Anyway, I wasn't really talking about the difference between editions, but the mismatch between rules set and the DM's expectations. This could happen in any system.
 

Which finally leads me to my questions: Should the DM have the ability to bring people back to life without their permission?

Yes, of course. The DM is all-powerful by definition. Whether it's wise to execute this power is an entirely different question.

Should the DM be allowed to give infinite power to a player as a plot device for the last hour of a campaign?

Again: yes, of course. The keyword here is "last hour of the campaign". Making a player all-powerful in this situation is a cool move, doingt it at any other time would bee stupid.

Should gods be all powerful or are they limited to a few interesting tricks?

If the GM says so...

You describe a very creative campaign with lots of twists and turns. It culminated in a ritual of ascension to godhood. The PCs foiled the ritual which, in itself, is reason enough to have some strange things happen. A toe-to-toe fight against a godlike being at the end of this would have been a big dissapointment in my eyes.

Judging by your story there seems to be a big difference in expectations between the GM and your friend. I don't need to take sides in order to predict that those two guys don't mesh now and won't mesh in the future.
 

Sorry to say, I feel this is an edition issue more than anything. Editions and rules expectations. Different editions are good for different things, and 4E doesn't seem to be suited to this campaign. This is not a fault with 4E (I am NOT edition-bashing), it is just a bad match what what the DM wanted to do. A motivation-centered game like FATE might have been a better fit.
Yes, our DM is aware of that now. He started playing with our group and had never played any edition except 4e. So, that's what he started using. However, since the beginning of his campaign the D&D Next rules came out and we've been running playtests on a weekly basis along side his campaign. He plans on starting another one in a month with D&D Next as a basis, since he's convinced it's far enough along to use it.
So, Jim is expecting 4E play, while the DM is running a storytelling game where rules are there for standard situations - when the story comes around rules no longer matter. There is a mismatch of expectations. Neither is at fault.
Yeah, and I'd agree with you entirely except that I was the one who got to listen to him complain for an hour after the game about how he had wasted a year and a half playing that game and that the ending was just as horrible as the rest of it....when, despite the problems with rules, I really enjoyed the campaign and it felt like a fresh change from our standard games.

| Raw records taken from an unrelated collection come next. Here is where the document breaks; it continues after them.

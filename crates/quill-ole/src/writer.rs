//! Compound container assembly.
//!
//! A container is a fixed header region followed by numbered 4096-byte
//! sectors. This writer lays the sectors out in emission order: the
//! allocation depot, the directory, the mini depot, the big-stream data,
//! and finally the short-stream container. Streams shorter than 4096
//! bytes are chained through 64-byte mini sectors inside the
//! short-stream container, which the root entry's own chain holds.
//!
//! Byte offset of sector N is `(N + 1) * 4096`.

use std::cmp::Ordering;
use std::fs::File;
use std::io::Write;
use std::path::Path;

use crate::depot::{Depot, END_OF_CHAIN, FREE_SECTOR};
use crate::entry::{compare_names, validate_name, DirEntry, DIR_ENTRY_LEN, NO_STREAM};
use crate::error::{OleError, OleResult};

/// Container magic bytes.
pub const MAGIC: [u8; 8] = [0xD0, 0xCF, 0x11, 0xE0, 0xA1, 0xB1, 0x1A, 0xE1];

/// Size of one numbered sector.
pub const SECTOR_SIZE: usize = 4096;
/// Size of one mini sector in the short-stream container.
pub const MINI_SECTOR_SIZE: usize = 64;
/// Streams below this many bytes live in the short-stream container.
pub const SHORT_STREAM_CUTOFF: usize = 4096;
/// Size of the header structure. The remainder of the header region up
/// to the first numbered sector is zero.
pub const HEADER_LEN: usize = 512;
/// Hard cap on the declared stream bytes of one container. Legacy
/// consumers of the format stop addressing past this point.
pub const MAX_CONTAINER_BYTES: u64 = 7_087_104;

/// Depot sector ids stored directly in the header.
const HEADER_DEPOT_SLOTS: usize = 109;

/// One caller-registered node under the root.
#[derive(Debug)]
enum Member {
    Storage { name: String },
    Stream { name: String, data: Vec<u8> },
}

impl Member {
    fn name(&self) -> &str {
        match self {
            Member::Storage { name } => name,
            Member::Stream { name, .. } => name,
        }
    }

    fn data_len(&self) -> u64 {
        match self {
            Member::Storage { .. } => 0,
            Member::Stream { data, .. } => data.len() as u64,
        }
    }
}

/// Assembles one compound container from named streams.
///
/// Streams and storages are collected up front; [`OleWriter::to_bytes`]
/// computes the full layout and serializes it in one pass. Building is a
/// pure function of the collected state, so it can run repeatedly and
/// leaves nothing behind between builds.
#[derive(Debug)]
pub struct OleWriter {
    root_name: String,
    root_class_id: [u8; 16],
    members: Vec<Member>,
}

impl OleWriter {
    /// Start a container whose root entry carries `root_name`.
    pub fn new(root_name: &str) -> OleResult<Self> {
        validate_name(root_name)?;
        Ok(Self {
            root_name: root_name.to_string(),
            root_class_id: [0u8; 16],
            members: Vec::new(),
        })
    }

    /// Set the class id serialized into the root entry.
    pub fn set_root_class_id(&mut self, class_id: [u8; 16]) {
        self.root_class_id = class_id;
    }

    /// Register a named stream under the root.
    pub fn add_stream(&mut self, name: &str, data: Vec<u8>) -> OleResult<()> {
        self.check_new_name(name)?;
        self.members.push(Member::Stream {
            name: name.to_string(),
            data,
        });
        Ok(())
    }

    /// Register an empty storage node under the root.
    pub fn add_storage(&mut self, name: &str) -> OleResult<()> {
        self.check_new_name(name)?;
        self.members.push(Member::Storage {
            name: name.to_string(),
        });
        Ok(())
    }

    fn check_new_name(&self, name: &str) -> OleResult<()> {
        validate_name(name)?;
        // Sibling names that compare equal (case-insensitively) cannot
        // coexist in the directory tree
        if self
            .members
            .iter()
            .any(|m| compare_names(m.name(), name) == Ordering::Equal)
        {
            return Err(OleError::DuplicateName(name.to_string()));
        }
        Ok(())
    }

    /// Assemble the container and return its bytes.
    pub fn to_bytes(&self) -> OleResult<Vec<u8>> {
        // Oversize is a precondition on the declared stream bytes,
        // checked before anything is produced
        let declared: u64 = self.members.iter().map(Member::data_len).sum();
        if declared > MAX_CONTAINER_BYTES {
            return Err(OleError::Oversize {
                requested: declared,
                limit: MAX_CONTAINER_BYTES,
            });
        }

        // Size: classify streams and count sectors per region
        let mut big_sectors = 0u32;
        let mut mini_sectors = 0u32;
        for member in &self.members {
            if let Member::Stream { data, .. } = member {
                if data.len() >= SHORT_STREAM_CUTOFF {
                    big_sectors += blocks(data.len() as u64, SECTOR_SIZE as u64);
                } else {
                    mini_sectors += blocks(data.len() as u64, MINI_SECTOR_SIZE as u64);
                }
            }
        }
        let mini_container_bytes = u64::from(mini_sectors) * MINI_SECTOR_SIZE as u64;
        let mini_container_sectors = blocks(mini_container_bytes, SECTOR_SIZE as u64);
        let mini_depot_sectors = blocks(u64::from(mini_sectors) * 4, SECTOR_SIZE as u64);
        let dir_entries = 1 + self.members.len();
        let dir_sectors = blocks((dir_entries * DIR_ENTRY_LEN) as u64, SECTOR_SIZE as u64);

        let chained = dir_sectors + mini_depot_sectors + big_sectors + mini_container_sectors;
        let depot_sectors = size_depot(chained)?;

        log::debug!(
            "container layout: {} depot, {} directory, {} mini depot, {} big, {} short-container sectors",
            depot_sectors,
            dir_sectors,
            mini_depot_sectors,
            big_sectors,
            mini_container_sectors
        );

        // Allocate chains in physical order: depot, directory, mini
        // depot, big streams, short-stream container
        let mut depot = Depot::new();
        depot.reserve_self(depot_sectors);
        let dir_start = depot.chain(dir_sectors);
        let mini_depot_start = depot.chain(mini_depot_sectors);

        let mut mini_depot = Depot::new();
        let mut entries = Vec::with_capacity(dir_entries);
        entries.push(DirEntry::root(&self.root_name)?);
        for member in &self.members {
            entries.push(match member {
                Member::Storage { name } => DirEntry::storage(name)?,
                Member::Stream { name, data } => {
                    let size = data.len() as u64;
                    let start = if data.len() >= SHORT_STREAM_CUTOFF {
                        depot.chain(blocks(size, SECTOR_SIZE as u64))
                    } else {
                        mini_depot.chain(blocks(size, MINI_SECTOR_SIZE as u64))
                    };
                    DirEntry::stream(name, start, size)?
                }
            });
        }
        let mini_container_start = depot.chain(mini_container_sectors);
        entries[0].start = mini_container_start;
        entries[0].size = mini_container_bytes;
        entries[0].class_id = self.root_class_id;

        let total_sectors = depot.len();
        debug_assert_eq!(total_sectors, chained + depot_sectors);

        // Build the directory tree: canonical sibling order, links by
        // midpoint split
        let mut sorted: Vec<u32> = (1..entries.len() as u32).collect();
        sorted.sort_by(|&a, &b| compare_names(entries[a as usize].name(), entries[b as usize].name()));
        entries[0].child = link_siblings(&mut entries, &sorted);

        // Serialize
        let mut out = Vec::with_capacity((1 + total_sectors as usize) * SECTOR_SIZE);
        out.extend_from_slice(&encode_header(
            depot_sectors,
            dir_sectors,
            dir_start,
            mini_depot_start,
            mini_depot_sectors,
        ));
        out.resize(SECTOR_SIZE, 0);

        out.extend_from_slice(&depot.encode(SECTOR_SIZE));

        for entry in &entries {
            out.extend_from_slice(&entry.encode());
        }
        let dir_capacity = dir_sectors as usize * (SECTOR_SIZE / DIR_ENTRY_LEN);
        for _ in entries.len()..dir_capacity {
            out.extend_from_slice(&DirEntry::free_record());
        }

        out.extend_from_slice(&mini_depot.encode(SECTOR_SIZE));

        for member in &self.members {
            if let Member::Stream { data, .. } = member {
                if data.len() >= SHORT_STREAM_CUTOFF {
                    out.extend_from_slice(data);
                    pad_to(&mut out, SECTOR_SIZE);
                }
            }
        }

        for member in &self.members {
            if let Member::Stream { data, .. } = member {
                if !data.is_empty() && data.len() < SHORT_STREAM_CUTOFF {
                    out.extend_from_slice(data);
                    pad_to(&mut out, MINI_SECTOR_SIZE);
                }
            }
        }
        pad_to(&mut out, SECTOR_SIZE);

        debug_assert_eq!(out.len(), (1 + total_sectors as usize) * SECTOR_SIZE);
        Ok(out)
    }

    /// Assemble the container and write it to an arbitrary sink.
    pub fn write_to<W: Write>(&self, mut sink: W) -> OleResult<()> {
        let bytes = self.to_bytes()?;
        sink.write_all(&bytes)?;
        sink.flush()?;
        Ok(())
    }

    /// Assemble the container and write it to a file path.
    ///
    /// The container is built fully in memory first, so a failed build
    /// never leaves a file behind.
    pub fn save<P: AsRef<Path>>(&self, path: P) -> OleResult<()> {
        let bytes = self.to_bytes()?;
        let mut file = File::create(path)?;
        file.write_all(&bytes)?;
        Ok(())
    }
}

/// Assign sibling links for `sids` (sorted canonically) by recursive
/// midpoint split and return the subtree root, so that in-order traversal
/// of the links reproduces the canonical order.
fn link_siblings(entries: &mut [DirEntry], sids: &[u32]) -> u32 {
    if sids.is_empty() {
        return NO_STREAM;
    }
    let mid = sids.len() / 2;
    let left = link_siblings(entries, &sids[..mid]);
    let right = link_siblings(entries, &sids[mid + 1..]);
    let sid = sids[mid];
    entries[sid as usize].left = left;
    entries[sid as usize].right = right;
    sid
}

/// Count the depot sectors covering `chained` sectors of payload. The
/// depot chains its own sectors too, so its size is a fixed point, not a
/// single division. The header lists at most [`HEADER_DEPOT_SLOTS`] depot
/// sectors; a layout needing more cannot be addressed and is rejected.
fn size_depot(chained: u32) -> OleResult<u32> {
    let mut depot_sectors = 0u32;
    loop {
        let need = blocks(u64::from(chained + depot_sectors) * 4, SECTOR_SIZE as u64);
        if need == depot_sectors {
            break;
        }
        depot_sectors = need;
    }
    if depot_sectors as usize > HEADER_DEPOT_SLOTS {
        return Err(OleError::DepotOverflow {
            needed: depot_sectors,
            limit: HEADER_DEPOT_SLOTS as u32,
        });
    }
    Ok(depot_sectors)
}

/// The fixed 512-byte header structure.
fn encode_header(
    depot_sectors: u32,
    dir_sectors: u32,
    dir_start: u32,
    mini_depot_start: u32,
    mini_depot_sectors: u32,
) -> [u8; HEADER_LEN] {
    let mut h = [0u8; HEADER_LEN];

    h[0..8].copy_from_slice(&MAGIC);
    // Header class id at 8..24 stays zero
    h[24..26].copy_from_slice(&0x003Eu16.to_le_bytes()); // minor version
    h[26..28].copy_from_slice(&4u16.to_le_bytes()); // major version, 4096-byte sectors
    h[28..30].copy_from_slice(&0xFFFEu16.to_le_bytes()); // little-endian marker
    h[30..32].copy_from_slice(&12u16.to_le_bytes()); // sector shift
    h[32..34].copy_from_slice(&6u16.to_le_bytes()); // mini sector shift
    // Reserved at 34..40 stays zero
    h[40..44].copy_from_slice(&dir_sectors.to_le_bytes());
    h[44..48].copy_from_slice(&depot_sectors.to_le_bytes());
    h[48..52].copy_from_slice(&dir_start.to_le_bytes());
    // Transaction signature at 52..56 stays zero
    h[56..60].copy_from_slice(&(SHORT_STREAM_CUTOFF as u32).to_le_bytes());
    h[60..64].copy_from_slice(&mini_depot_start.to_le_bytes());
    h[64..68].copy_from_slice(&mini_depot_sectors.to_le_bytes());
    h[68..72].copy_from_slice(&END_OF_CHAIN.to_le_bytes()); // no depot overflow list
    // Overflow list length at 72..76 stays zero

    // Depot sector ids live directly in the header; the depot sits at
    // the front of the file, so they are 0..depot_sectors
    for slot in 0..HEADER_DEPOT_SLOTS {
        let value = if (slot as u32) < depot_sectors {
            slot as u32
        } else {
            FREE_SECTOR
        };
        h[76 + slot * 4..80 + slot * 4].copy_from_slice(&value.to_le_bytes());
    }

    h
}

#[inline]
fn blocks(bytes: u64, unit: u64) -> u32 {
    ((bytes + unit - 1) / unit) as u32
}

fn pad_to(out: &mut Vec<u8>, unit: usize) {
    let rem = out.len() % unit;
    if rem != 0 {
        out.resize(out.len() + unit - rem, 0);
    }
}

Jim has been in all of them and the rest of our old friends are similarly rules lawyers. It normally becomes a rules fest...constantly discussing the minutia of the rules rather than actually playing.

Our 3e games often resembled this:

DM: "He moves over here."
Player 1: "I get an AOO, he moved away from me."
DM: "Oh..right...Go ahe-"
Player 2: (hadn't heard the DM start replying yet) "He might NOT provoke an AOO. It depends, he might have a feat that allows him to get away without one."
Player 1: "Right, like Spring Attack or Flyby Attack..."
Player 3: "I have a feat that let's ME ignore AOOs after I hit with an axe."
Player 2: "Yeah, but he didn't attack first, so he likely doesn't have that.."
DM: "I forgot to tell you to make the attack, that's all. Go ahead."
 

Majoru Oakheart said:
Our DM doesn't care, he says it's the last session of his campaign ever and he said 150 damage and he's sticking with it. It kills 2 party members. One of which is a cleric of Misha. He gets a little annoyed that his GOD would kill him like that. The other one is Jim. The DM re-explains that she couldn't control it because she was so weak(though, obviously, we didn't really know this in character).
150 automatic and unavoidable damage at 13th level (when a fighter has at most 115 HP) qualifies as "no save, just die" also known as "rocks fall, you die." In what edition of D&D has that ever been fun?

While I appreciate the DM portraying a fallible god, this seems like the crux of the problem. *Why* the DM dropped this bomb on the players would be worth bringing to light, however.